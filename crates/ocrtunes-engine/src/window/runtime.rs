use std::time::Instant;

use anyhow::{Context, Result};
use ouroboros::self_referencing;
use winit::application::ApplicationHandler;
use winit::dpi::LogicalSize;
use winit::event::WindowEvent;
use winit::event_loop::{ActiveEventLoop, ControlFlow, EventLoop};
use winit::window::{Window, WindowId};

use crate::core::{App, AppControl, FrameCtx};
use crate::device::{Gpu, GpuInit};
use crate::input::InputState;
use crate::input::platform::translate_window_event;
use crate::time::FramePacer;

/// Window/runtime configuration.
#[derive(Debug, Clone)]
pub struct RuntimeConfig {
    pub title: String,
    pub initial_size: LogicalSize<f64>,
    pub resizable: bool,
    /// Redraw rate; the window is redrawn at most this often.
    pub target_fps: u32,
}

impl Default for RuntimeConfig {
    fn default() -> Self {
        Self {
            title: "ocrtunes".to_string(),
            initial_size: LogicalSize::new(1400.0, 900.0),
            resizable: false,
            target_fps: 60,
        }
    }
}

/// Entry point for the runtime.
pub struct Runtime;

impl Runtime {
    /// Opens the window and drives `app` until the window closes or a frame
    /// returns [`AppControl::Exit`].
    pub fn run<A>(config: RuntimeConfig, gpu_init: GpuInit, app: A) -> Result<()>
    where
        A: App + 'static,
    {
        let event_loop = EventLoop::new().context("failed to create winit EventLoop")?;
        let mut state = RuntimeState { config, gpu_init, app, window: None, failed: None };

        event_loop
            .run_app(&mut state)
            .context("winit event loop terminated with error")?;

        match state.failed {
            Some(e) => Err(e),
            None => Ok(()),
        }
    }
}

#[self_referencing]
struct WindowEntry {
    input: InputState,
    pacer: FramePacer,

    window: Window,

    #[borrows(window)]
    #[covariant]
    gpu: Gpu<'this>,
}

struct RuntimeState<A> {
    config: RuntimeConfig,
    gpu_init: GpuInit,
    app: A,
    window: Option<WindowEntry>,
    /// Startup error reported once the loop has exited.
    failed: Option<anyhow::Error>,
}

impl<A: App> RuntimeState<A> {
    fn open_window(&self, event_loop: &ActiveEventLoop) -> Result<WindowEntry> {
        let attrs = Window::default_attributes()
            .with_title(self.config.title.clone())
            .with_inner_size(self.config.initial_size)
            .with_resizable(self.config.resizable);

        let window = event_loop.create_window(attrs).context("failed to create window")?;
        let gpu_init = self.gpu_init.clone();

        let entry = WindowEntryTryBuilder {
            input: InputState::default(),
            pacer: FramePacer::new(self.config.target_fps, Instant::now()),
            window,
            gpu_builder: |w| pollster::block_on(Gpu::new(w, gpu_init)),
        }
        .try_build()
        .context("GPU initialization failed")?;

        log::info!("window open ({} fps)", self.config.target_fps);
        Ok(entry)
    }

    /// Runs one app frame with the input queued since the last one.
    fn frame(&mut self) -> AppControl {
        let Some(entry) = self.window.as_mut() else { return AppControl::Continue; };
        let app = &mut self.app;
        entry.with_mut(|fields| {
            let dt = fields.pacer.tick(Instant::now());
            let control = {
                let mut ctx = FrameCtx { window: fields.window, gpu: fields.gpu, events: fields.input.events(), dt };
                app.on_frame(&mut ctx)
            };
            fields.input.clear_events();
            control
        })
    }
}

impl<A: App> ApplicationHandler for RuntimeState<A> {
    fn resumed(&mut self, event_loop: &ActiveEventLoop) {
        if self.window.is_some() {
            return;
        }
        match self.open_window(event_loop) {
            Ok(entry) => {
                entry.with_window(|w| w.request_redraw());
                self.window = Some(entry);
            }
            Err(e) => {
                log::error!("{e:#}");
                self.failed = Some(e);
                event_loop.exit();
            }
        }
    }

    fn about_to_wait(&mut self, event_loop: &ActiveEventLoop) {
        let Some(entry) = self.window.as_mut() else {
            event_loop.set_control_flow(ControlFlow::Wait);
            return;
        };

        // fixed-rate redraw: wake at the next deadline
        let now = Instant::now();
        let deadline = entry.with_mut(|fields| {
            if fields.pacer.poll(now) {
                fields.window.request_redraw();
            }
            fields.pacer.deadline()
        });
        event_loop.set_control_flow(ControlFlow::WaitUntil(deadline));
    }

    fn window_event(&mut self, event_loop: &ActiveEventLoop, _id: WindowId, event: WindowEvent) {
        let Some(entry) = self.window.as_mut() else { return; };

        entry.with_mut(|fields| {
            if let Some(ev) = translate_window_event(fields.window, fields.input, &event) {
                fields.input.apply_event(ev);
            }
        });

        match event {
            WindowEvent::CloseRequested => {
                log::info!("window closed");
                self.window = None;
                event_loop.exit();
            }

            WindowEvent::Resized(size) => {
                entry.with_gpu_mut(|gpu| gpu.resize(size));
                entry.with_window(|w| w.request_redraw());
            }

            WindowEvent::ScaleFactorChanged { .. } => {
                let size = entry.with_window(|w| w.inner_size());
                entry.with_gpu_mut(|gpu| gpu.resize(size));
                entry.with_window(|w| w.request_redraw());
            }

            WindowEvent::RedrawRequested => {
                if self.frame() == AppControl::Exit {
                    self.window = None;
                    event_loop.exit();
                }
            }

            _ => {}
        }
    }
}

════════════════

• **WORK TASK**: Tell how many lines of the material above hold "deadline", answering with a bare number.

• **RESPONSE FOR THIS EXERCISE**: 4